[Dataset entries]
══════════
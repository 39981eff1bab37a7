use std::time::Duration;

use async_trait::async_trait;
use chrono::Utc;
use futures_util::stream::TryStreamExt;
use mongodb::{
    bson::{doc, oid::ObjectId, to_bson, to_document, Document},
    error::{ErrorKind, WriteFailure},
    options::{ClientOptions, IndexOptions, ReturnDocument},
    Client, Collection, Database, IndexModel,
};
use serde::{de::DeserializeOwned, Serialize};

use super::models::{Book, BookChanges, Note, NoteChanges, ReadingStatus, User, UserChanges};
use super::Store;
use crate::error::{ApiError, Result};

const SERVER_SELECTION_TIMEOUT: Duration = Duration::from_secs(5);
const DUPLICATE_KEY: i32 = 11000;

/// Builds a client for `uri` and waits for the deployment to answer a ping.
/// The driver connects lazily, so the ping is what proves reachability.
pub async fn connect(uri: &str, database_name: &str) -> Result<MongoDbContext> {
    let mut options = ClientOptions::parse(uri).await?;
    options.app_name = Some("textmate-server".to_string());
    options.server_selection_timeout = Some(SERVER_SELECTION_TIMEOUT);

    let client = Client::with_options(options)?;
    let context = MongoDbContext::new(client, database_name);
    context.ping().await?;

    Ok(context)
}

#[derive(Clone)]
pub struct MongoDbContext {
    db: Database,
}

impl MongoDbContext {
    pub fn new(client: Client, database_name: &str) -> Self {
        Self {
            db: client.database(database_name),
        }
    }

    pub fn users(&self) -> UserRepository {
        UserRepository {
            collection: self.db.collection("users"),
        }
    }

    pub fn books(&self) -> BookRepository {
        BookRepository {
            collection: self.db.collection("books"),
        }
    }

    pub fn notes(&self) -> NoteRepository {
        NoteRepository {
            collection: self.db.collection("notes"),
        }
    }

    pub async fn init_indexes(&self) -> Result<()> {
        let email_index = IndexModel::builder()
            .keys(doc! { "email": 1 })
            .options(IndexOptions::builder().unique(true).build())
            .build();

        self.db
            .collection::<User>("users")
            .create_index(email_index)
            .await?;

        let owner_index = IndexModel::builder()
            .keys(doc! { "created_by": 1 })
            .build();

        self.db
            .collection::<Book>("books")
            .create_index(owner_index)
            .await?;

        let book_index = IndexModel::builder()
            .keys(doc! { "book_id": 1, "created_by": 1 })
            .build();

        self.db
            .collection::<Note>("notes")
            .create_index(book_index)
            .await?;

        log::info!("Database indexes created successfully");
        Ok(())
    }
}

/// Inserts report a clash as a write error; `findAndModify` reports it as a
/// command error.
fn is_duplicate_key(err: &mongodb::error::Error) -> bool {
    match err.kind.as_ref() {
        ErrorKind::Write(WriteFailure::WriteError(write_error)) => {
            write_error.code == DUPLICATE_KEY
        }
        ErrorKind::Command(command_error) => command_error.code == DUPLICATE_KEY,
        _ => false,
    }
}

fn email_conflict(err: mongodb::error::Error) -> ApiError {
    if is_duplicate_key(&err) {
        ApiError::Conflict("Email already in use".to_string())
    } else {
        err.into()
    }
}

/// `$set` document for a partial update, stamping `updated_at`.
fn set_changes<T: Serialize>(changes: &T) -> Result<Document> {
    let mut set = to_document(changes)?;
    set.insert("updated_at", to_bson(&Utc::now())?);
    Ok(doc! { "$set": set })
}

async fn collect<T>(collection: &Collection<T>, filter: Document, sort: Document) -> Result<Vec<T>>
where
    T: DeserializeOwned + Unpin + Send + Sync,
{
    let mut cursor = collection.find(filter).sort(sort).await?;

    let mut items = Vec::new();
    while let Some(item) = cursor.try_next().await? {
        items.push(item);
    }

    Ok(items)
}

#[derive(Clone)]
pub struct UserRepository {
    collection: Collection<User>,
}

impl UserRepository {
    pub async fn insert(&self, mut user: User) -> Result<User> {
        let result = self
            .collection
            .insert_one(&user)
            .await
            .map_err(email_conflict)?;

        user.id = result.inserted_id.as_object_id();
        Ok(user)
    }

    pub async fn find_by_id(&self, id: &ObjectId) -> Result<Option<User>> {
        Ok(self.collection.find_one(doc! { "_id": id }).await?)
    }

    pub async fn find_by_email(&self, email: &str) -> Result<Option<User>> {
        Ok(self.collection.find_one(doc! { "email": email }).await?)
    }

    pub async fn update(&self, id: &ObjectId, changes: &UserChanges) -> Result<Option<User>> {
        self.collection
            .find_one_and_update(doc! { "_id": id }, set_changes(changes)?)
            .return_document(ReturnDocument::After)
            .await
            .map_err(email_conflict)
    }
}

#[derive(Clone)]
pub struct BookRepository {
    collection: Collection<Book>,
}

impl BookRepository {
    pub async fn find_by_owner(
        &self,
        owner: &ObjectId,
        status: Option<ReadingStatus>,
    ) -> Result<Vec<Book>> {
        let mut filter = doc! { "created_by": owner };
        if let Some(status) = status {
            filter.insert("status", to_bson(&status)?);
        }

        collect(&self.collection, filter, doc! { "_id": -1 }).await
    }

    pub async fn insert(&self, mut book: Book) -> Result<Book> {
        let result = self.collection.insert_one(&book).await?;
        book.id = result.inserted_id.as_object_id();
        Ok(book)
    }

    pub async fn find(&self, owner: &ObjectId, id: &ObjectId) -> Result<Option<Book>> {
        Ok(self
            .collection
            .find_one(doc! { "_id": id, "created_by": owner })
            .await?)
    }

    pub async fn update(
        &self,
        owner: &ObjectId,
        id: &ObjectId,
        changes: &BookChanges,
    ) -> Result<Option<Book>> {
        Ok(self
            .collection
            .find_one_and_update(doc! { "_id": id, "created_by": owner }, set_changes(changes)?)
            .return_document(ReturnDocument::After)
            .await?)
    }

    pub async fn delete(&self, owner: &ObjectId, id: &ObjectId) -> Result<bool> {
        let result = self
            .collection
            .delete_one(doc! { "_id": id, "created_by": owner })
            .await?;
        Ok(result.deleted_count > 0)
    }
}

#[derive(Clone)]
pub struct NoteRepository {
    collection: Collection<Note>,
}

impl NoteRepository {
    pub async fn find_by_book(&self, owner: &ObjectId, book_id: &ObjectId) -> Result<Vec<Note>> {
        collect(
            &self.collection,
            doc! { "book_id": book_id, "created_by": owner },
            doc! { "_id": 1 },
        )
        .await
    }

    pub async fn insert(&self, mut note: Note) -> Result<Note> {
        let result = self.collection.insert_one(&note).await?;
        note.id = result.inserted_id.as_object_id();
        Ok(note)
    }

    pub async fn find(
        &self,
        owner: &ObjectId,
        book_id: &ObjectId,
        id: &ObjectId,
    ) -> Result<Option<Note>> {
        Ok(self
            .collection
            .find_one(doc! { "_id": id, "book_id": book_id, "created_by": owner })
            .await?)
    }

    pub async fn update(
        &self,
        owner: &ObjectId,
        book_id: &ObjectId,
        id: &ObjectId,
        changes: &NoteChanges,
    ) -> Result<Option<Note>> {
        Ok(self
            .collection
            .find_one_and_update(
                doc! { "_id": id, "book_id": book_id, "created_by": owner },
                set_changes(changes)?,
            )
            .return_document(ReturnDocument::After)
            .await?)
    }

    pub async fn delete(&self, owner: &ObjectId, book_id: &ObjectId, id: &ObjectId) -> Result<bool> {
        let result = self
            .collection
            .delete_one(doc! { "_id": id, "book_id": book_id, "created_by": owner })
            .await?;
        Ok(result.deleted_count > 0)
    }

    pub async fn delete_for_book(&self, owner: &ObjectId, book_id: &ObjectId) -> Result<u64> {
        let result = self
            .collection
            .delete_many(doc! { "book_id": book_id, "created_by": owner })
            .await?;
        Ok(result.deleted_count)
    }
}

#[async_trait]
impl Store for MongoDbContext {
    async fn ping(&self) -> Result<()> {
        self.db.run_command(doc! { "ping": 1 }).await?;
        Ok(())
    }

    async fn create_user(&self, user: User) -> Result<User> {
        self.users().insert(user).await
    }

    async fn find_user(&self, id: &ObjectId) -> Result<Option<User>> {
        self.users().find_by_id(id).await
    }

    async fn find_user_by_email(&self, email: &str) -> Result<Option<User>> {
        self.users().find_by_email(email).await
    }

    async fn update_user(&self, id: &ObjectId, changes: UserChanges) -> Result<Option<User>> {
        self.users().update(id, &changes).await
    }

    async fn list_books(
        &self,
        owner: &ObjectId,
        status: Option<ReadingStatus>,
    ) -> Result<Vec<Book>> {
        self.books().find_by_owner(owner, status).await
    }

    async fn create_book(&self, book: Book) -> Result<Book> {
        self.books().insert(book).await
    }

    async fn find_book(&self, owner: &ObjectId, id: &ObjectId) -> Result<Option<Book>> {
        self.books().find(owner, id).await
    }

    async fn update_book(
        &self,
        owner: &ObjectId,
        id: &ObjectId,
        changes: BookChanges,
    ) -> Result<Option<Book>> {
        self.books().update(owner, id, &changes).await
    }

    async fn delete_book(&self, owner: &ObjectId, id: &ObjectId) -> Result<bool> {
        if !self.books().delete(owner, id).await? {
            return Ok(false);
        }

        let removed = self.notes().delete_for_book(owner, id).await?;
        log::debug!("Removed {} notes with book {}", removed, id.to_hex());
        Ok(true)
    }

    async fn list_notes(&self, owner: &ObjectId, book_id: &ObjectId) -> Result<Vec<Note>> {
        self.notes().find_by_book(owner, book_id).await
    }

    async fn create_note(&self, note: Note) -> Result<Note> {
        self.notes().insert(note).await
    }

    async fn find_note(
        &self,
        owner: &ObjectId,
        book_id: &ObjectId,
        id: &ObjectId,
    ) -> Result<Option<Note>> {
        self.notes().find(owner, book_id, id).await
    }

    async fn update_note(
        &self,
        owner: &ObjectId,
        book_id: &ObjectId,
        id: &ObjectId,
        changes: NoteChanges,
    ) -> Result<Option<Note>> {
        self.notes().update(owner, book_id, id, &changes).await
    }

    async fn delete_note(
        &self,
        owner: &ObjectId,
        book_id: &ObjectId,
        id: &ObjectId,
    ) -> Result<bool> {
        self.notes().delete(owner, book_id, id).await
    }
}
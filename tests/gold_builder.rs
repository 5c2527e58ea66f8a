//! Batch build and round-trip tests for the gold layer

use std::fs;
use std::path::Path;

use gutenrag::config::ChunkingConfig;
use gutenrag::gold::table::{read_csv, read_parquet};
use gutenrag::gold::{build_gold, upload::upload_gold};
use gutenrag::providers::FsObjectStore;
use gutenrag::Error;

fn chunking(chunk_size: usize, overlap: usize, write_chunk_files: bool) -> ChunkingConfig {
    ChunkingConfig {
        chunk_size,
        overlap,
        write_chunk_files,
    }
}

/// Lay out a small corpus: two present books, one with a missing silver file.
fn write_corpus(root: &Path) {
    let silver = root.join("silver");
    fs::create_dir_all(&silver).unwrap();
    fs::write(
        silver.join("b1.txt"),
        "The quick brown fox jumps over the lazy dog, again and again and again.",
    )
    .unwrap();
    fs::write(
        silver.join("b3.txt"),
        "Call me Ishmael. Some years ago, never mind how long precisely.",
    )
    .unwrap();

    fs::write(
        root.join("books_meta.csv"),
        "book_id,title,silver_path\n\
         b1,Book One,silver/b1.txt\n\
         b2,Book Two,silver/b2.txt\n\
         b3,Book Three,silver/b3.txt\n",
    )
    .unwrap();
}

#[test]
fn missing_book_is_skipped_and_batch_succeeds() {
    let tmp = tempfile::tempdir().unwrap();
    write_corpus(tmp.path());

    let build = build_gold(
        &tmp.path().join("books_meta.csv"),
        tmp.path(),
        &tmp.path().join("gold"),
        &chunking(30, 5, false),
    )
    .unwrap();

    assert_eq!(build.books_processed, 2);
    assert_eq!(build.books_skipped, 1);
    assert!(!build.records.is_empty());
    assert!(build.records.iter().all(|r| r.book_id != "b2"));
}

#[test]
fn chunk_ids_are_unique_padded_and_ordered() {
    let tmp = tempfile::tempdir().unwrap();
    write_corpus(tmp.path());

    let build = build_gold(
        &tmp.path().join("books_meta.csv"),
        tmp.path(),
        &tmp.path().join("gold"),
        &chunking(20, 4, false),
    )
    .unwrap();

    let ids: Vec<&str> = build.records.iter().map(|r| r.chunk_id.as_str()).collect();
    let unique: std::collections::HashSet<&str> = ids.iter().copied().collect();
    assert_eq!(ids.len(), unique.len());

    assert_eq!(build.records[0].chunk_id, "b1_00000");
    assert_eq!(build.records[1].chunk_id, "b1_00001");

    // Grouped by book in metadata order, ascending chunk_index within a book.
    let b1_last = ids.iter().rposition(|id| id.starts_with("b1_")).unwrap();
    let b3_first = ids.iter().position(|id| id.starts_with("b3_")).unwrap();
    assert!(b1_last < b3_first);
    for book_id in ["b1", "b3"] {
        let records = build.records.iter().filter(|r| r.book_id == book_id);
        for (i, record) in records.enumerate() {
            assert_eq!(record.chunk_index, i as u32);
        }
    }
}

#[test]
fn offsets_cover_each_document_with_exact_overlap() {
    let tmp = tempfile::tempdir().unwrap();
    write_corpus(tmp.path());

    let overlap = 5u64;
    let build = build_gold(
        &tmp.path().join("books_meta.csv"),
        tmp.path(),
        &tmp.path().join("gold"),
        &chunking(30, overlap as usize, false),
    )
    .unwrap();

    for book_id in ["b1", "b3"] {
        let records: Vec<_> = build
            .records
            .iter()
            .filter(|r| r.book_id == book_id)
            .collect();
        assert_eq!(records[0].char_start, 0);
        for pair in records.windows(2) {
            assert_eq!(pair[1].char_start, pair[0].char_end - overlap);
        }
        let text = fs::read_to_string(
            tmp.path().join("silver").join(format!("{book_id}.txt")),
        )
        .unwrap();
        assert_eq!(
            records.last().unwrap().char_end,
            text.chars().count() as u64
        );
    }
}

#[test]
fn csv_and_parquet_round_trip_identically() {
    let tmp = tempfile::tempdir().unwrap();
    write_corpus(tmp.path());

    let build = build_gold(
        &tmp.path().join("books_meta.csv"),
        tmp.path(),
        &tmp.path().join("gold"),
        &chunking(25, 3, false),
    )
    .unwrap();

    let from_csv = read_csv(&build.csv_path).unwrap();
    let from_parquet = read_parquet(&build.parquet_path).unwrap();

    assert_eq!(from_csv, build.records);
    assert_eq!(from_parquet, build.records);
}

#[test]
fn chunk_files_are_materialized_when_requested() {
    let tmp = tempfile::tempdir().unwrap();
    write_corpus(tmp.path());

    let build = build_gold(
        &tmp.path().join("books_meta.csv"),
        tmp.path(),
        &tmp.path().join("gold"),
        &chunking(30, 5, true),
    )
    .unwrap();

    for record in &build.records {
        assert!(!record.chunk_path.is_empty());
        let on_disk = fs::read_to_string(&record.chunk_path).unwrap();
        assert_eq!(on_disk, record.chunk_text);
    }
}

#[test]
fn chunk_path_stays_empty_without_the_flag() {
    let tmp = tempfile::tempdir().unwrap();
    write_corpus(tmp.path());

    let build = build_gold(
        &tmp.path().join("books_meta.csv"),
        tmp.path(),
        &tmp.path().join("gold"),
        &chunking(30, 5, false),
    )
    .unwrap();

    assert!(build.records.iter().all(|r| r.chunk_path.is_empty()));
}

#[test]
fn missing_metadata_csv_fails_the_batch() {
    let tmp = tempfile::tempdir().unwrap();

    let err = build_gold(
        &tmp.path().join("nope.csv"),
        tmp.path(),
        &tmp.path().join("gold"),
        &chunking(30, 5, false),
    )
    .unwrap_err();

    assert!(matches!(err, Error::MissingInput(_)));
}

#[test]
fn bad_chunking_parameters_fail_before_any_output() {
    let tmp = tempfile::tempdir().unwrap();
    write_corpus(tmp.path());
    let gold_dir = tmp.path().join("gold");

    let err = build_gold(
        &tmp.path().join("books_meta.csv"),
        tmp.path(),
        &gold_dir,
        &chunking(10, 10, false),
    )
    .unwrap_err();

    assert!(matches!(err, Error::InvalidParameter(_)));
    assert!(!gold_dir.join("gold_chunks.csv").exists());
}

#[tokio::test]
async fn gold_artifacts_upload_under_the_gold_prefix() {
    let tmp = tempfile::tempdir().unwrap();
    write_corpus(tmp.path());
    let gold_dir = tmp.path().join("gold");

    build_gold(
        &tmp.path().join("books_meta.csv"),
        tmp.path(),
        &gold_dir,
        &chunking(30, 5, true),
    )
    .unwrap();

    let store = FsObjectStore::new(tmp.path().join("objects"), "gutenrag");
    let uploaded = upload_gold(&store, &gold_dir).await.unwrap();

    let bucket = tmp.path().join("objects").join("gutenrag");
    assert!(bucket.join("gold/gold_chunks.csv").exists());
    assert!(bucket.join("gold/gold_chunks.parquet").exists());
    assert!(bucket.join("gold/b1_00000.txt").exists());
    // Both tables plus one blob per chunk.
    assert!(uploaded >= 3);
}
══════════
--- Work order ---
Determine the number of lines in the records that include the string "gutenrag", and respond with that number only.

--- Problem solution ---
7